START EXERCISE DATA

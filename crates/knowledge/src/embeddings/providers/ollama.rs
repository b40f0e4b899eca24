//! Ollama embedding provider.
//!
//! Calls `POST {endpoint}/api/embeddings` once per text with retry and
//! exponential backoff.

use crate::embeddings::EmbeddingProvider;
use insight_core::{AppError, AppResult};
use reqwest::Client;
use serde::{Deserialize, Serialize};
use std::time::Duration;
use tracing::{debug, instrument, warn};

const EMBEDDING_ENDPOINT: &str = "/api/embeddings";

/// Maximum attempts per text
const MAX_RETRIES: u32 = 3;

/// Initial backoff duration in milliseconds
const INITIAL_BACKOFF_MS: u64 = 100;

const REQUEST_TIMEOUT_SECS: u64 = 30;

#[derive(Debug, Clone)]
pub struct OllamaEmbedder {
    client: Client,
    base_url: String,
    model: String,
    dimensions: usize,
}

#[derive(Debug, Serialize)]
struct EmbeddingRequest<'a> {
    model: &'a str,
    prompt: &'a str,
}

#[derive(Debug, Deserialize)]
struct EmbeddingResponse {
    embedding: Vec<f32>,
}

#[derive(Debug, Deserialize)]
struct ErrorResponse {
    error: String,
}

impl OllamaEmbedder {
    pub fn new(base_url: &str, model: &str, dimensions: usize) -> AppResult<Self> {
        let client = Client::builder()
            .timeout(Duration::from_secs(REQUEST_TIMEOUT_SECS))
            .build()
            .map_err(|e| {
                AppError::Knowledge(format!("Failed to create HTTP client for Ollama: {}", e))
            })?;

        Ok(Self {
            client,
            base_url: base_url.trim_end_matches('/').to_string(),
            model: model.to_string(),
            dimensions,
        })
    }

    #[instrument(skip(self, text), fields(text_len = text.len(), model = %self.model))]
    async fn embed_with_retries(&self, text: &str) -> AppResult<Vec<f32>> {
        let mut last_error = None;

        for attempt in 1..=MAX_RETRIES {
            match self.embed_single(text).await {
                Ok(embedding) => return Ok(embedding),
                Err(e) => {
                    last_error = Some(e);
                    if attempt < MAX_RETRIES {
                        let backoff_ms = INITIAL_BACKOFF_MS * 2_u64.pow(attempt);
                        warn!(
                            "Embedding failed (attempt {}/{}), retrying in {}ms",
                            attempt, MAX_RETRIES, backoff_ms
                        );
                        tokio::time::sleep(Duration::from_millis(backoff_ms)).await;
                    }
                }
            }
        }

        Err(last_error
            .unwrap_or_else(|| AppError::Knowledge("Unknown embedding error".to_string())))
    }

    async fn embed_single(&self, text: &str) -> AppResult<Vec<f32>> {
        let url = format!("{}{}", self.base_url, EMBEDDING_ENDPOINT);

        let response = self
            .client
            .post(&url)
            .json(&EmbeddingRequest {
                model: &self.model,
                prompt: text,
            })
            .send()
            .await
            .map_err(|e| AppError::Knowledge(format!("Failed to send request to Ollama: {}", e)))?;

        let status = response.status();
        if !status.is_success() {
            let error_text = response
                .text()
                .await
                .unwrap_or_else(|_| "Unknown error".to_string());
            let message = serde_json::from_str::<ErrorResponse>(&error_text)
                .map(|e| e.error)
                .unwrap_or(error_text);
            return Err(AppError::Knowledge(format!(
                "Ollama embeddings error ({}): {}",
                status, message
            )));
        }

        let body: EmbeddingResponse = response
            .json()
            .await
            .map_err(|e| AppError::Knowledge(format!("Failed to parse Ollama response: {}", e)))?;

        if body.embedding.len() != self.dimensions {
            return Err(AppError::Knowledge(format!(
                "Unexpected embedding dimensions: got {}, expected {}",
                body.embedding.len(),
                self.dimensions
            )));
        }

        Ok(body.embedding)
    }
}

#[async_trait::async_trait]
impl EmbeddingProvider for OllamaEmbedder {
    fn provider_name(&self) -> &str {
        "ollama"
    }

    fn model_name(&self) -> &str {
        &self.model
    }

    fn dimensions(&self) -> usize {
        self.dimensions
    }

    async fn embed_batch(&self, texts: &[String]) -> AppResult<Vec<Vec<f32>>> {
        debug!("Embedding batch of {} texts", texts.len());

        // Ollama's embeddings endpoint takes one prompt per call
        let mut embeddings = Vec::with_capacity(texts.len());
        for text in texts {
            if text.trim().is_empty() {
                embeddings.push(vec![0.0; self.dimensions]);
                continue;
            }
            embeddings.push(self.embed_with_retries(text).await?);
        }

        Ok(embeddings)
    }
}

END EXERCISE DATA

### PROBLEM DESCRIPTION
A complete, exact transcription of the data above is required.

### RESPONSE BOX
filename crates/knowledge/src/embeddings/providers/ollama.rs
repository b40f0e4b899eca24
//! Ollama embedding provider.
//!
//! Calls `POST {endpoint}/api/embeddings` once per text with retry and
//! exponential backoff.

use crate::embeddings::EmbeddingProvider;
use insight_core::{AppError, AppResult};
use reqwest::Client;
use serde::{Deserialize, Serialize};
use std::time::Duration;
use tracing::{debug, instrument, warn};

const EMBEDDING_ENDPOINT: &str = "/api/embeddings";

/// Maximum attempts per text
const MAX_RETRIES: u32 = 3;

/// Initial backoff duration in milliseconds
const INITIAL_BACKOFF_MS: u64 = 100;

const REQUEST_TIMEOUT_SECS: u64 = 30;

#[derive(Debug, Clone)]
pub struct OllamaEmbedder {
    client: Client,
    base_url: String,
    model: String,
    dimensions: usize,
}

#[derive(Debug, Serialize)]
struct EmbeddingRequest<'a> {
    model: &'a str,
    prompt: &'a str,
}

#[derive(Debug, Deserialize)]
struct EmbeddingResponse {
    embedding: Vec<f32>,
}

#[derive(Debug, Deserialize)]
struct ErrorResponse {
    error: String,
}

impl OllamaEmbedder {
    pub fn new(base_url: &str, model: &str, dimensions: usize) -> AppResult<Self> {
        let client = Client::builder()
            .timeout(Duration::from_secs(REQUEST_TIMEOUT_SECS))
            .build()
            .map_err(|e| {
                AppError::Knowledge(format!("Failed to create HTTP client for Ollama: {}", e))
            })?;

        Ok(Self {
            client,
            base_url: base_url.trim_end_matches('/').to_string(),
            model: model.to_string(),
            dimensions,
        })
    }

    #[instrument(skip(self, text), fields(text_len = text.len(), model = %self.model))]
    async fn embed_with_retries(&self, text: &str) -> AppResult<Vec<f32>> {
        let mut last_error = None;

        for attempt in 1..=MAX_RETRIES {
            match self.embed_single(text).await {
                Ok(embedding) => return Ok(embedding),
                Err(e) => {
                    last_error = Some(e);
                    if attempt < MAX_RETRIES {
                        let backoff_ms = INITIAL_BACKOFF_MS * 2_u64.pow(attempt);
                        warn!(
                            "Embedding failed (attempt {}/{}), retrying in {}ms",
                            attempt, MAX_RETRIES, backoff_ms
                        );
                        tokio::time::sleep(Duration::from_millis(backoff_ms)).await;
                    }
                }
            }
        }

        Err(last_error
            .unwrap_or_else(|| AppError::Knowledge("Unknown embedding error".to_string())))
    }

    async fn embed_single(&self, text: &str) -> AppResult<Vec<f32>> {
        let url = format!("{}{}", self.base_url, EMBEDDING_ENDPOINT);

        let response = self
            .client
            .post(&url)
            .json(&EmbeddingRequest {
                model: &self.model,
                prompt: text,
            })
            .send()
            .await
            .map_err(|e| AppError::Knowledge(format!("Failed to send request to Ollama: {}", e)))?;

        let status = response.status();
        if !status.is_success() {
            let error_text = response
                .text()
                .await
                .unwrap_or_else(|_| "Unknown error".to_string());
            let message = serde_json::from_str::<ErrorResponse>(&error_text)
                .map(|e| e.error)
                .unwrap_or(error_text);
            return Err(AppError::Knowledge(format!(
                "Ollama embeddings error ({}): {}",
                status, message
            )));
        }

        let body: EmbeddingResponse = response
            .json()
            .await
            .map_err(|e| AppError::Knowledge(format!("Failed to parse Ollama response: {}", e)))?;

        if body.embedding.len() != self.dimensions {
            return Err(AppError::Knowledge(format!(
                "Unexpected embedding dimensions: got {}, expected {}",
                body.embedding.len(),
                self.dimensions
            )));
        }

        Ok(body.embedding)
    }
}

#[async_trait::async_trait]
impl EmbeddingProvider for OllamaEmbedder {
    fn provider_name(&self) -> &str {
        "ollama"
    }

    fn model_name(&self) -> &str {
        &self.model
    }

    fn dimensions(&self) -> usize {
        self.dimensions
    }

    async fn embed_batch(&self, texts: &[String]) -> AppResult<Vec<Vec<f32>>> {
        debug!("Embedding batch of {} texts", texts.len());

        // Ollama's embeddings endpoint takes one prompt per call
        let mut embeddings = Vec::with_capacity(texts.len());
        for text in texts {
            if text.trim().is_empty() {
                embeddings.push(vec![0.0; self.dimensions]);
                continue;
            }
            embeddings.push(self.embed_with_retries(text).await?);
        }

        Ok(embeddings)
    }
}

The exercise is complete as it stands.